We are told Fareed Zakaria is an intelligent man, a man of letters and a journalist. With his latest article in TIME, I’m just not seeing it. It is full of contradictions and transparent attacks on conservatives followed by praise for Ye Olde School conservatives, who espoused more or less the same thing as current conservatives.

Zakaria starts by praising the classical conservatives for basing their ideas on reality, as compared to the Marxists as socialists who start from an imagined society. The great conservative thinkers, he goes on, have tried to understand society, accept it and then help it evolve. He’s one hundred percent correct.

This is the point at which he begins to go wrong. His main claim is that conservatives have moved from the concrete to the abstract and he laments this supposed shift. His first attack is on the idea that Americans are over taxed. While it can be argued that America has a relatively low INDIVIDUAL tax rate as compared to other industrialized nations, he doesn’t take into effect two main points. If one includes State taxes, for those states that levy these as well as other taxes, the mean tax rate on Americans is approximately 40%. More importantly the CORPORATE tax rate on American businesses is the second highest amongst OECD nations, also at about 40%. Zakaria goes out his way to point to Germany as a country that has high taxes while avoiding the same financial issues that we see in the US. That is a debatable issue, one that balances on Germany’s role in the European Union and its control of the Euro, but one thing that the article leaves out is that, in 2008, Germany cut its corporate income tax rate by 8.7%, putting it as one of the countries with the LOWEST corporate income tax rates.

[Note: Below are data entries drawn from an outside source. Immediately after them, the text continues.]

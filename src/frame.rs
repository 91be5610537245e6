use crate::core::constants::{PLACEHOLDER_FADE_SEC, SPRING_MAX_FRAME_SEC};
use crate::core::markup::{DETAIL_PLACEHOLDER_ID, PROGRESS_BAR_ID};
use crate::core::{CursorAnim, Spring, SpringConfig, Tween};
use crate::dom;
use crate::events::SharedState;
use crate::overlay::CursorOverlay;
use instant::Instant;
use std::cell::{Cell, RefCell};
use std::rc::Rc;
use wasm_bindgen::closure::Closure;
use wasm_bindgen::JsCast;
use web_sys as web;

/// Per-frame animation state: everything that eases over time rather than
/// snapping on the triggering event.
pub struct FrameContext {
    pub state: SharedState,
    pub document: web::Document,
    pub progress_bar: Option<web::HtmlElement>,
    pub cursor: Option<CursorOverlay>,

    pub progress_spring: Spring,
    pub cursor_anim: CursorAnim,
    pub placeholder_opacity: Tween,

    pub last_instant: Instant,
}

impl FrameContext {
    pub fn new(document: &web::Document, state: SharedState) -> Self {
        let initial_progress = state.borrow().scroll_progress;
        Self {
            state,
            document: document.clone(),
            progress_bar: dom::html_element_by_id(document, PROGRESS_BAR_ID),
            cursor: CursorOverlay::find(document),
            progress_spring: Spring::new(SpringConfig::default(), initial_progress),
            cursor_anim: CursorAnim::default(),
            placeholder_opacity: Tween::fade_in(PLACEHOLDER_FADE_SEC),
            last_instant: Instant::now(),
        }
    }

    pub fn frame(&mut self) {
        let now = Instant::now();
        let dt_sec = (now - self.last_instant)
            .as_secs_f32()
            .min(SPRING_MAX_FRAME_SEC);
        self.last_instant = now;

        let st = self.state.borrow();

        // Header progress bar follows the raw scroll progress through the spring
        self.progress_spring.set_target(st.scroll_progress);
        let bar = self.progress_spring.step(dt_sec);
        if let Some(el) = &self.progress_bar {
            dom::set_style(el, "transform", &format!("scaleX({:.4})", bar));
        }

        // Cursor scale and preview fade
        let (scale, opacity) = self.cursor_anim.step(&st.cursor, dt_sec);
        if let Some(cursor) = &mut self.cursor {
            cursor.apply(&st.cursor, scale, opacity);
        }

        // Placeholder fade-in; only present until a project is selected
        if !self.placeholder_opacity.is_done() {
            let value = self.placeholder_opacity.advance(dt_sec);
            if let Some(el) = dom::html_element_by_id(&self.document, DETAIL_PLACEHOLDER_ID) {
                dom::set_style(&el, "opacity", &format!("{:.3}", value));
            }
        }
    }
}

/// A running `requestAnimationFrame` loop; cancelled when dropped.
pub struct FrameLoop {
    handle: Rc<Cell<i32>>,
    tick: Rc<RefCell<Option<Closure<dyn FnMut()>>>>,
}

impl FrameLoop {
    pub fn start(frame_ctx: Rc<RefCell<FrameContext>>) -> Self {
        let handle = Rc::new(Cell::new(0));
        let tick: Rc<RefCell<Option<Closure<dyn FnMut()>>>> = Rc::new(RefCell::new(None));
        let tick_clone = tick.clone();
        let handle_clone = handle.clone();
        *tick.borrow_mut() = Some(Closure::wrap(Box::new(move || {
            frame_ctx.borrow_mut().frame();
            if let Some(next) = tick_clone.borrow().as_ref() {
                handle_clone.set(request_frame(next));
            }
        }) as Box<dyn FnMut()>));
        if let Some(first) = tick.borrow().as_ref() {
            handle.set(request_frame(first));
        }
        Self { handle, tick }
    }
}

impl Drop for FrameLoop {
    fn drop(&mut self) {
        if let Some(w) = web::window() {
            _ = w.cancel_animation_frame(self.handle.get());
        }
        // Dropping the closure breaks its self-reference.
        self.tick.borrow_mut().take();
    }
}

fn request_frame(cb: &Closure<dyn FnMut()>) -> i32 {
    web::window()
        .and_then(|w| w.request_animation_frame(cb.as_ref().unchecked_ref()).ok())
        .unwrap_or(0)
}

The next straw man Zakaria tries to build is in finding another President who has been as hostile to business as Obama. Yes, Nixon was not a conservative when it came to business. Yes, Nixon presided over 70% tax rates and price controls, but nobody can say that Nixon took every opportunity to bash business, increase the regulatory state exponentially or create such a wide swath of uncertainty in the business markets.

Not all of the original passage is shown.